Letter to the editor: Ideas for observing the Martin Luther King Jr. Day holiday


January 18, 2021 will mark the 35th anniversary of the observance of Martin Luther King, Jr. Day.

Since 1986, this day not only recognizes Dr. King’s contributions to promoting racial equality and civil rights, but also as a Day of Service. This day helps to raise awareness, mobilize volunteers and provide all of us with an opportunity to engage and build new connections, reconnect with existing relationships, support nonprofits and strengthen communities. In more recent years, we have seen the positive influences of this day resonate in the workplace and in government entities.

The Civil Rights movement largely focused on racial inequality, but over time we have seen other marginalized communities (race, gender, sexual orientation, socio-economic, disabilities) take hold and work together to promote equality and equity for all.

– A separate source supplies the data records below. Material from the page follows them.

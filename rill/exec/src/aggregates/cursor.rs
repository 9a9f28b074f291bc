// Licensed to the Apache Software Foundation (ASF) under one
// or more contributor license agreements.  See the NOTICE file
// distributed with this work for additional information
// regarding copyright ownership.  The ASF licenses this file
// to you under the Apache License, Version 2.0 (the
// "License"); you may not use this file except in compliance
// with the License.  You may obtain a copy of the License at
//
//   http://www.apache.org/licenses/LICENSE-2.0
//
// Unless required by applicable law or agreed to in writing,
// software distributed under the License is distributed on an
// "AS IS" BASIS, WITHOUT WARRANTIES OR CONDITIONS OF ANY
// KIND, either express or implied.  See the License for the
// specific language governing permissions and limitations
// under the License.

//! [`AggregateCursor`], the streaming aggregation operator

use std::cmp::Ordering;
use std::mem;
use std::sync::Arc;

use log::{debug, trace};
use rill_common::{Result, Row, Value};

use crate::aggregates::{create_accumulators, Accumulator, AggregateSpec, GroupExpr};
use crate::collation::compare_values;
use crate::context::ExecContext;
use crate::cursor::RecordCursor;

/// Tracks where the cursor is between `next` calls.
#[derive(Debug)]
enum CursorState {
    /// Child iteration not yet started.
    Init,
    /// Holding a row that belongs to the next group.
    Pending(Row),
    /// Child exhausted or abandoned; a final `next` returns end of stream.
    Drained,
    /// All output emitted, or a terminal error occurred.
    Done,
}

/// Aggregates a child cursor whose rows arrive sorted on the grouping key.
///
/// Each `next` call drains one maximal run of equal-keyed child rows
/// through the accumulator bank and emits one output row. With no grouping
/// columns the whole input is one group and a single row is emitted even
/// for empty input; with grouping columns, empty input produces no rows.
///
/// A row whose key differs from the running group is held in the `Pending`
/// state and becomes the first row of the next group on the following call.
/// Any error tears down all transient per-group state (distinct sorts,
/// large-object writers) before it is returned, and leaves the cursor
/// terminal.
#[derive(Debug)]
pub struct AggregateCursor {
    child: Box<dyn RecordCursor>,
    group_by: Vec<GroupExpr>,
    accumulators: Vec<Box<dyn Accumulator>>,
    output_width: usize,
    ctx: Arc<ExecContext>,
    state: CursorState,
    /// Key values of the group currently being absorbed.
    key_cache: Vec<Option<Value>>,
    /// True when some aggregate is index-mapped and every group is complete
    /// after its first row.
    single_row_groups: bool,
    /// Absorb-loop iterations left before the next voluntary yield.
    ticks: u32,
}

impl AggregateCursor {
    pub fn try_new(
        child: Box<dyn RecordCursor>,
        group_by: Vec<GroupExpr>,
        aggregates: Vec<AggregateSpec>,
        output_width: usize,
        ctx: Arc<ExecContext>,
    ) -> Result<Self> {
        for group in &group_by {
            if let Some(slot) = group.output {
                check_slot(slot, output_width)?;
            }
        }
        for spec in &aggregates {
            check_slot(spec.target, output_width)?;
        }
        let accumulators = create_accumulators(&aggregates, &ctx)?;
        let single_row_groups = accumulators.iter().any(|a| a.index_optimized());
        let key_cache = vec![None; group_by.len()];
        let ticks = ctx.quantum();
        Ok(AggregateCursor {
            child,
            group_by,
            accumulators,
            output_width,
            ctx,
            state: CursorState::Init,
            key_cache,
            single_row_groups,
            ticks,
        })
    }

    fn advance(&mut self) -> Result<Option<Row>> {
        let first = match mem::replace(&mut self.state, CursorState::Done) {
            CursorState::Done | CursorState::Drained => return Ok(None),
            CursorState::Init => {
                self.begin_group()?;
                self.child.open()?;
                match self.child.next()? {
                    Some(row) => row,
                    None => {
                        if !self.group_by.is_empty() {
                            // grouped aggregation over no rows yields no groups
                            self.release_group_state();
                            return Ok(None);
                        }
                        // a single group over no rows still yields its identity row
                        let mut output = Row::new(self.output_width);
                        self.finalize_group(&mut output)?;
                        self.state = CursorState::Drained;
                        return Ok(Some(output));
                    }
                }
            }
            CursorState::Pending(row) => {
                self.begin_group()?;
                row
            }
        };
        let output = self.fill_group(first)?;
        Ok(Some(output))
    }

    /// Absorb `first` and every following child row with the same group
    /// key, then finalize the accumulators into the output row.
    fn fill_group(&mut self, first: Row) -> Result<Row> {
        let mut output = Row::new(self.output_width);

        let keys = self.evaluate_keys(&first)?;
        self.key_cache = keys.clone();
        self.project_group_keys(&keys, &mut output);
        self.absorb(&first)?;

        loop {
            if self.ticks == 0 {
                self.ctx.scheduler().reschedule();
                self.ticks = self.ctx.quantum();
            } else {
                self.ticks -= 1;
            }

            if self.single_row_groups {
                // an index-mapped MIN/MAX already has its result; the rest
                // of the child stream is abandoned
                self.state = CursorState::Drained;
                break;
            }

            let row = match self.child.next()? {
                None => {
                    self.state = CursorState::Drained;
                    break;
                }
                Some(row) => row,
            };
            let keys = self.evaluate_keys(&row)?;
            if self.key_changed(&keys)? {
                self.state = CursorState::Pending(row);
                break;
            }
            self.project_group_keys(&keys, &mut output);
            self.absorb(&row)?;
        }

        self.finalize_group(&mut output)?;
        trace!("emitted one aggregate group");
        Ok(output)
    }

    fn evaluate_keys(&self, row: &Row) -> Result<Vec<Option<Value>>> {
        self.group_by
            .iter()
            .map(|group| group.expr.evaluate(row))
            .collect()
    }

    /// Compare the new key values against the cached ones, refreshing the
    /// cache as it goes, and report whether any column changed. Two NULLs
    /// are equal, NULL never equals a value, and text compares under its
    /// collation. On a change the remaining cache entries keep their old
    /// values; the next group re-caches all of them.
    fn key_changed(&mut self, keys: &[Option<Value>]) -> Result<bool> {
        for (cached, new) in self.key_cache.iter_mut().zip(keys) {
            let previous = mem::replace(cached, new.clone());
            let changed = match (&previous, new) {
                (None, None) => false,
                (None, Some(_)) | (Some(_), None) => true,
                (Some(a), Some(b)) => {
                    compare_values(a, b, self.ctx.collator().as_ref())? != Ordering::Equal
                }
            };
            if changed {
                return Ok(true);
            }
        }
        Ok(false)
    }

    fn project_group_keys(&self, keys: &[Option<Value>], output: &mut Row) {
        for (group, value) in self.group_by.iter().zip(keys) {
            if let Some(slot) = group.output {
                output.set(slot, value.clone());
            }
        }
    }

    fn begin_group(&mut self) -> Result<()> {
        for accumulator in &mut self.accumulators {
            accumulator.begin_group()?;
        }
        Ok(())
    }

    fn absorb(&mut self, row: &Row) -> Result<()> {
        for accumulator in &mut self.accumulators {
            accumulator.absorb(row)?;
        }
        Ok(())
    }

    fn finalize_group(&mut self, output: &mut Row) -> Result<()> {
        for accumulator in &mut self.accumulators {
            accumulator.finalize(output)?;
        }
        Ok(())
    }

    fn release_group_state(&mut self) {
        for accumulator in &mut self.accumulators {
            accumulator.release();
        }
    }
}

impl RecordCursor for AggregateCursor {
    fn open(&mut self) -> Result<()> {
        debug!(
            "opening aggregate cursor: {} grouping columns, {} aggregates",
            self.group_by.len(),
            self.accumulators.len()
        );
        self.release_group_state();
        self.state = CursorState::Init;
        self.key_cache = vec![None; self.group_by.len()];
        self.ticks = self.ctx.quantum();
        Ok(())
    }

    fn next(&mut self) -> Result<Option<Row>> {
        match self.advance() {
            Ok(row) => Ok(row),
            Err(e) => {
                self.release_group_state();
                self.state = CursorState::Done;
                Err(e)
            }
        }
    }

    fn close(&mut self) {
        debug!("closing aggregate cursor");
        self.release_group_state();
        self.child.close();
        self.state = CursorState::Done;
    }

    fn invalidate(&mut self) {
        self.child.invalidate();
    }
}

fn check_slot(slot: usize, output_width: usize) -> Result<()> {
    if slot >= output_width {
        return Err(rill_common::RillError::Internal(format!(
            "output slot {slot} out of range for a row of width {output_width}"
        )));
    }
    Ok(())
}
// Licensed to the Apache Software Foundation (ASF) under one
// or more contributor license agreements.  See the NOTICE file
// distributed with this work for additional information
// regarding copyright ownership.  The ASF licenses this file
// to you under the Apache License, Version 2.0 (the
// "License"); you may not use this file except in compliance
// with the License.  You may obtain a copy of the License at
//
//   http://www.apache.org/licenses/LICENSE-2.0
//
// Unless required by applicable law or agreed to in writing,
// software distributed under the License is distributed on an
// "AS IS" BASIS, WITHOUT WARRANTIES OR CONDITIONS OF ANY
// KIND, either express or implied.  See the License for the
// specific language governing permissions and limitations
// under the License.

//! Cooperative scheduling capability

use std::fmt::Debug;

/// Host capability invoked when an operator exhausts its scheduling quantum.
///
/// Operators call this at well-defined suspension points where all of their
/// state is consistent; the host may run other work before returning.
pub trait Scheduler: Debug + Send + Sync {
    fn reschedule(&self);
}

/// A scheduler that never actually yields, for hosts that run one request
/// at a time.
#[derive(Debug, Default)]
pub struct NoopScheduler;

impl Scheduler for NoopScheduler {
    fn reschedule(&self) {}
}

To ignore that inequality and inequity exist in all communities is a disservice. To deny that those with privilege benefit from said inequality and inequity widens the opportunity gaps.

While much has changed and progressed during this time, it is evident there is still a long way to go. A busy, distracted society can contribute to overlooking what has been in front of us. It has taken a global pandemic to make us all stop, take a breath and look at our immediate surroundings to really see what is happening around us. It has been eye opening. It has been uncomfortable. It has been fertile ground for new opportunities and creativity.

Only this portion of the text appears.